Our focus then shifted to helping boroughs use smart city approaches to tackle London’s most existential challenge: climate change. On 16 and 23 May 2022, LOTI and the London Environment Directors’ Network (LEDNet) – the group of borough environment leads – hosted a design sprint to bring environment colleagues together with experts in digital, data, smart cities and behavioural insights. The sprint developed creative solutions in four priority areas: retrofitting buildings to improve energy efficiency; switching more of London to renewable energy; reducing petrol and diesel journeys to tackle transport emissions; and helping London live within the resource limits of our finite world. It resulted in 11 ideas, which we’re shortlisting to take forward in Year 4. 

Where next?

Collaboration is always hard, but the progress outlined above shows the difference that can be made when organisations work together. This year, we’ve been delighted to welcome five new boroughs to the LOTI family – Merton, Redbridge, Richmond and Wandsworth, and Barking and Dagenham – a testament to London local government’s growing appetite to collaborate. 

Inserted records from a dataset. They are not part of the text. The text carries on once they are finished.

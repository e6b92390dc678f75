// Process clock
//
// Captured once when the service becomes ready. Uptime is derived from the
// monotonic instant, the wall-clock timestamp is kept only for display.

use chrono::{DateTime, Utc};
use std::time::{Duration, Instant};

#[derive(Debug, Clone, Copy)]
pub struct ProcessClock {
    started: Instant,
    started_at: DateTime<Utc>,
}

impl ProcessClock {
    /// Record the start instant. Call exactly once per process.
    pub fn start() -> Self {
        Self {
            started: Instant::now(),
            started_at: Utc::now(),
        }
    }

    /// Time elapsed since start, computed on every call
    pub fn uptime(&self) -> Duration {
        self.started.elapsed()
    }

    pub fn started_at(&self) -> DateTime<Utc> {
        self.started_at
    }
}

Much remains to be done. In our fourth year we’ll be focusing heavily on helping boroughs address their digital skills gap; developing new service models in adult social care; and ensuring that the LOTI community has a seat at the table as London seeks to tackle huge, wicked problems from climate change to digital inclusion, and from the cost of living crisis to social care. For more details on our future plans, check out our Year 4 Strategy.

For now, as we celebrate our third birthday, our thanks go to everyone who has been involved in or supported this work. We look forward to working with you in the months and years ahead!